__Activity__
Identify all lines of the data containing the string "title" and copy them.

__Source material__
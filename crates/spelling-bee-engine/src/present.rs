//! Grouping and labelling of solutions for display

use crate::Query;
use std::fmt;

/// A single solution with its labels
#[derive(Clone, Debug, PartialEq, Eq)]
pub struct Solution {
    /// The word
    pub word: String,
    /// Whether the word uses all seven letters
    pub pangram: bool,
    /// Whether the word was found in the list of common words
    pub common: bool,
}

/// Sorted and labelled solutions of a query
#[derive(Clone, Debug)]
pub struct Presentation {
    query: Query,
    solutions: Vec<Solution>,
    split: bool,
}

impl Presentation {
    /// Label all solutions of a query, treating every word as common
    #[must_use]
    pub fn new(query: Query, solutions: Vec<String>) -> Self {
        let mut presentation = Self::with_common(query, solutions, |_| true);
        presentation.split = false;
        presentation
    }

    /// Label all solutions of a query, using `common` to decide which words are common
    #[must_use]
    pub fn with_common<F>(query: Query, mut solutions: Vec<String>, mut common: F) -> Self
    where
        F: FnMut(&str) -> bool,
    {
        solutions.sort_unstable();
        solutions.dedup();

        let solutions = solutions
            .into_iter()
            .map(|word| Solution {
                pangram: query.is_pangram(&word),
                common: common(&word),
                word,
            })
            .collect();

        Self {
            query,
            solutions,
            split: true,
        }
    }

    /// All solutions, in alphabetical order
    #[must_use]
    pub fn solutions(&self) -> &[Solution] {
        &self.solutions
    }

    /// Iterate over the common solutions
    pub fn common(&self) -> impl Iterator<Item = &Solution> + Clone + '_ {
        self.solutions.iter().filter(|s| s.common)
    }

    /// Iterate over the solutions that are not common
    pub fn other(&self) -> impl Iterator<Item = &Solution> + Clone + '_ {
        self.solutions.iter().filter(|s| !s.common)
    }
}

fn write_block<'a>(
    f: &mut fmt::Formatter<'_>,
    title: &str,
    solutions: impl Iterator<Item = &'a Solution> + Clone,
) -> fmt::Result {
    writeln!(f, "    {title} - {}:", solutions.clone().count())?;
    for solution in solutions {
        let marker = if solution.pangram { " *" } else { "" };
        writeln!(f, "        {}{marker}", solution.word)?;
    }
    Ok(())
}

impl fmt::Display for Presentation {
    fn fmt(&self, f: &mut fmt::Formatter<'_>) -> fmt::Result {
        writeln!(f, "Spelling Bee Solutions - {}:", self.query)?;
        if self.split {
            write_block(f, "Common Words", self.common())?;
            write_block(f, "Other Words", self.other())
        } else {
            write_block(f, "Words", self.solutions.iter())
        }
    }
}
==
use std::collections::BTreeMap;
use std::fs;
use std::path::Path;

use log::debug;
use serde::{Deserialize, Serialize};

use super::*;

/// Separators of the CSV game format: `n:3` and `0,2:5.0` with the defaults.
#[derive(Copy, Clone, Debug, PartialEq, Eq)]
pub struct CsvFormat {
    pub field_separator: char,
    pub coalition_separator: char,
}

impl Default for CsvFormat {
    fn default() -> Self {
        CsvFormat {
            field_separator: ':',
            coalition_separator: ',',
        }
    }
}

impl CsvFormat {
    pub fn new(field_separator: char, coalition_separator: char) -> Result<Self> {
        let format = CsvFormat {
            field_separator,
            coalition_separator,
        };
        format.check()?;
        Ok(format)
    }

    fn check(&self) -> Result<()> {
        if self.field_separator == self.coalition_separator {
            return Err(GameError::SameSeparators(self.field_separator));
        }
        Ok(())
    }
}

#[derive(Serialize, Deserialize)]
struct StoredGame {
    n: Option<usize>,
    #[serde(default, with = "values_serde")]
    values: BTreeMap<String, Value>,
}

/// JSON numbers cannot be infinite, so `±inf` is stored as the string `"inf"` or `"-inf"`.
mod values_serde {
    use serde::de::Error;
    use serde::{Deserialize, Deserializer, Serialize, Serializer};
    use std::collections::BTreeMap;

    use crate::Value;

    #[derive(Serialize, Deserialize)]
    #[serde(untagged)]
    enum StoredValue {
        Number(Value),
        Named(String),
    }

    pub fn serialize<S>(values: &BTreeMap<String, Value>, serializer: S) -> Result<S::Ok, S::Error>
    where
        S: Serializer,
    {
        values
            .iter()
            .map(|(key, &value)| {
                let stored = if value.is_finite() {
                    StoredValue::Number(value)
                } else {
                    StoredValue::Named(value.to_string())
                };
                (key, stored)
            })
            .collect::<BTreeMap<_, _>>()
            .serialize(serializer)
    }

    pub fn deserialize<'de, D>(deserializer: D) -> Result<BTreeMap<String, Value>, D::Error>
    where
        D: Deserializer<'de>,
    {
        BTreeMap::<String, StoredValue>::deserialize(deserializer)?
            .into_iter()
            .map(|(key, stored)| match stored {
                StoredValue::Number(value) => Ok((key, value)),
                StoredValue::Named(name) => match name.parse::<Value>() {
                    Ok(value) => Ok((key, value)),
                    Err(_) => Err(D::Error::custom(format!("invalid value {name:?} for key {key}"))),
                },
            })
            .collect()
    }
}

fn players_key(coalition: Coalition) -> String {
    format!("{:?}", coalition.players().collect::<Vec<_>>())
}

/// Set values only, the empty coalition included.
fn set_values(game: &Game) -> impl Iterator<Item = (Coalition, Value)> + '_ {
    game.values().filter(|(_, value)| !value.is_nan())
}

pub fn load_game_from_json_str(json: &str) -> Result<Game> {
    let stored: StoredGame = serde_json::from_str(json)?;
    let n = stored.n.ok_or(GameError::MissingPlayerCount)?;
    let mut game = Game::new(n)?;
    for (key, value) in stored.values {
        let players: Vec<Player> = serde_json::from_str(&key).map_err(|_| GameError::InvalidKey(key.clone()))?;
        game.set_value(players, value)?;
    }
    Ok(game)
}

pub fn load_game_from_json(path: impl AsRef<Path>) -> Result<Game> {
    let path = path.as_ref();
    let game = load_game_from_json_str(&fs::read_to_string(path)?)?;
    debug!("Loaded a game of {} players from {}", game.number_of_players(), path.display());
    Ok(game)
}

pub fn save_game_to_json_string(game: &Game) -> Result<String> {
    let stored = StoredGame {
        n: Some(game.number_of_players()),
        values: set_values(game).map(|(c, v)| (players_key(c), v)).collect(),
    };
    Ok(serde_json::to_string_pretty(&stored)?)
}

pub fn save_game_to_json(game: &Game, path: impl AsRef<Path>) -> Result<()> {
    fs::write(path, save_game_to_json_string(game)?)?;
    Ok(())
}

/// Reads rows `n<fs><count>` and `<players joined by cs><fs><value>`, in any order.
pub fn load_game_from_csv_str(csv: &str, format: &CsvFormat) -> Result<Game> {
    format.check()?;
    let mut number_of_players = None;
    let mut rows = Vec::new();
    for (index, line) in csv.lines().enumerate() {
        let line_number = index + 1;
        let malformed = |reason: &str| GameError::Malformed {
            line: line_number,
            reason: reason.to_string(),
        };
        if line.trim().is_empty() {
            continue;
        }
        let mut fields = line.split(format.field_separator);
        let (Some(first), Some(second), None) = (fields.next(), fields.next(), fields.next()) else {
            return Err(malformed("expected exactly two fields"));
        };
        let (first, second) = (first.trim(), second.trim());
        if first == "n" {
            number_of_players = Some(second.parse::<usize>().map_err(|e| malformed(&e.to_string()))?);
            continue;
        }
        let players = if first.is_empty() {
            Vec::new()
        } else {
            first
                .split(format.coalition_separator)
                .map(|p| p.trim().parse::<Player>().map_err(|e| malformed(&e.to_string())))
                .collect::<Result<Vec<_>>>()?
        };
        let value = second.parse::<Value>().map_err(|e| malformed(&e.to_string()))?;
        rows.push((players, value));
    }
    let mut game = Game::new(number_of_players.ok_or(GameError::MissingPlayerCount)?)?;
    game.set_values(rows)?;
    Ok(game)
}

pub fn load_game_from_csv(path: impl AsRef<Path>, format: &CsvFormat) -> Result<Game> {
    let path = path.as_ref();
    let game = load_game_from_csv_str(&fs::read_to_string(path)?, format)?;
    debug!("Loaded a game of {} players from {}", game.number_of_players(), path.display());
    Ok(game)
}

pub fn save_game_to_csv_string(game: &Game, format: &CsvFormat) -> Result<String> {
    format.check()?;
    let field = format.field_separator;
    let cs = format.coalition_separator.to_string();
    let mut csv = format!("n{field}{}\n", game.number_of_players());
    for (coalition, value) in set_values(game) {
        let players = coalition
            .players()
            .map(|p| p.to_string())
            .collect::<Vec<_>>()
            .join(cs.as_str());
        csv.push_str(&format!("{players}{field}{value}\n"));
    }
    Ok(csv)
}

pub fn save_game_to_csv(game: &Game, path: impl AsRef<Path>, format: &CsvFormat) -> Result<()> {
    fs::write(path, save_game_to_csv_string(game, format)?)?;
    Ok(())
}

__Task output__
    title: &str,
    writeln!(f, "    {title} - {}:", solutions.clone().count())?;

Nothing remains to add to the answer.